We have made changes to eviction rules during COVID-19 (Coronavirus) and extended the temporary ban on evictions of eligible businesses. Learn more about temporary eviction rules.

Evictions

Your landlord can seize your goods or end your tenancy if you do not pay the rent on time. They can’t do both. For example, if you don’t pay your rent 16 days after the rent is due, your landlord can, without notice, end your tenancy by changing the locks on the rental unit and evicting you.

You can also be evicted for not following the rules in your lease.

Temporary eviction rules during COVID-19

(Coronavirus)

CECRA-eligible tenants

We have extended the temporary ban on evictions of businesses eligible for the Canada Emergency Commercial Rent Assistance (CECRA) for small businesses program, regardless of whether or not the business previously participated in the program.

Landlords whose tenants were eligible for CECRA or would be eligible if applications were still being accepted, cannot change the locks or seize the tenant’s assets. These landlords can go to court to get an eviction order, but if it is for outstanding rent, the court cannot make it enforceable before the temporary ban on evictions is lifted.

The temporary ban on commercial evictions for CECRA-eligible tenants originally ran from May 1, 2020 to October 30, 2020 and has been extended until January 31, 2021.

If this temporary ban on evictions applies to you and your landlord evicted you or seized your goods during that period, they must return any unsold goods and let you back into the unit.

If they’ve already sold the goods, the proceeds must go towards your unpaid rent. If they’ve rented the unit to a new tenant, your landlord must pay you damages.

CERS-approved tenants

We have temporarily banned evictions for tenants who have been approved for the Canada Emergency Rent Subsidy (CERS).

A tenant who is approved to receive CERS, and has provided their landlord proof of approval, will be protected from eviction for a 12-week period from the date of approval.

If a tenant reapplies for a new CERS payment, the 12-week ban is effectively restarted from the date of the new CERS approval. Tenants must provide their landlord proof of each new approval.

The last possible date a CERS-approved tenant could be protected from evictions is April 22, 2022.

If this temporary ban on evictions applies to you, your landlord cannot evict you or seize your goods.

Commercial tenants who can pay their rent must continue to do so. Landlords should work with their tenants to come to an agreement.

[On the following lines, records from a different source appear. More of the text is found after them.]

//! Point evaluation on a [`CurveSegment`].

use crate::segment::{CurveSegment, Point2};

/// Evaluate `segment` at parameter `t` in `[0, 1]`.
///
/// Uses three levels of De Casteljau interpolation over the control polygon
/// `origin`, `(origin.x, origin_control_y)`, `(end.x, end_control_y)`, `end`.
/// `t = 0` yields `origin` and `t = 1` yields `end` exactly.
pub fn evaluate(segment: &CurveSegment, t: f64) -> Point2 {
    let p0 = segment.origin;
    let p1 = Point2::new(segment.origin.x, segment.origin_control_y);
    let p2 = Point2::new(segment.end.x, segment.end_control_y);
    let p3 = segment.end;

    let q0 = lerp2(p0, p1, t);
    let q1 = lerp2(p1, p2, t);
    let q2 = lerp2(p2, p3, t);

    let r0 = lerp2(q0, q1, t);
    let r1 = lerp2(q1, q2, t);

    lerp2(r0, r1, t)
}

impl CurveSegment {
    /// See [`evaluate`].
    pub fn evaluate(&self, t: f64) -> Point2 {
        evaluate(self, t)
    }
}

fn lerp2(a: Point2, b: Point2, t: f64) -> Point2 {
    Point2::new(lerp(a.x, b.x, t), lerp(a.y, b.y, t))
}

// a + t*(b - a) is exact at t = 0 but not always at t = 1.
fn lerp(a: f64, b: f64, t: f64) -> f64 {
    if t == 1.0 {
        b
    } else {
        a + t * (b - a)
    }
}

// ---------------------------------------------------------------------------
// Tests
// ---------------------------------------------------------------------------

Commercial lease agreements

If you rent a space for your business you may choose to enter into a commercial lease agreement with the landlord. A lease is a written contract that helps make sure both the landlord and tenant know what their rental rights and responsibilities are.

There is no standard commercial lease because businesses are different, but there are some things which most commercial leases should cover such as:

  • the rent amount
  • the deposit amount
  • insurance requirements
  • repair and maintenance obligations
  • rules about how to renew or end the lease
  • the length and type of tenancy (month-to-month or fixed-term)
  • other business details that have been negotiated between the landlord and the tenant

Since every commercial lease is different, think carefully about the space and services needed to operate your business and make sure they are covered. For example, if you need to renovate a commercial space for a restaurant, make sure the lease outlines who will pay for the improvements.

It can also be helpful to speak with a lawyer about how to negotiate and draw up a lease that meets your needs.

Ending a tenancy

The Commercial Tenancies Act has rules about how a lease can be ended.

Month-to-month tenancy

In a “month-to-month” tenancy, either you or the landlord must give written notice at least one-month in advance. The last day of the tenancy would be the last day of the month.

For example, if you plan to end your lease on November 30, you must give your landlord written notice no later than October 31.

Fixed-term lease

No notice is needed to end a fixed-term lease. You must be out of the rental space on the date outlined in the lease. If you and your landlord would like to continue with the tenancy agreement, be sure to take steps to renew or amend the lease before it expires.

Terms of the lease

A lease can also have rules about ending a tenancy. These rules must be followed, even if they are different from the Commercial Tenancies Act. For example, as a tenant, you must pay the rent for the length of the lease agreement unless you negotiated rules that allow you to end your tenancy early.

Resolving conflicts

The provincial government does not get involved in commercial landlord and tenant disputes.

Contact the Law Society Referral Service for up to 30 minutes of free consultation. The service does not give legal advice, but can connect you with a lawyer or paralegal.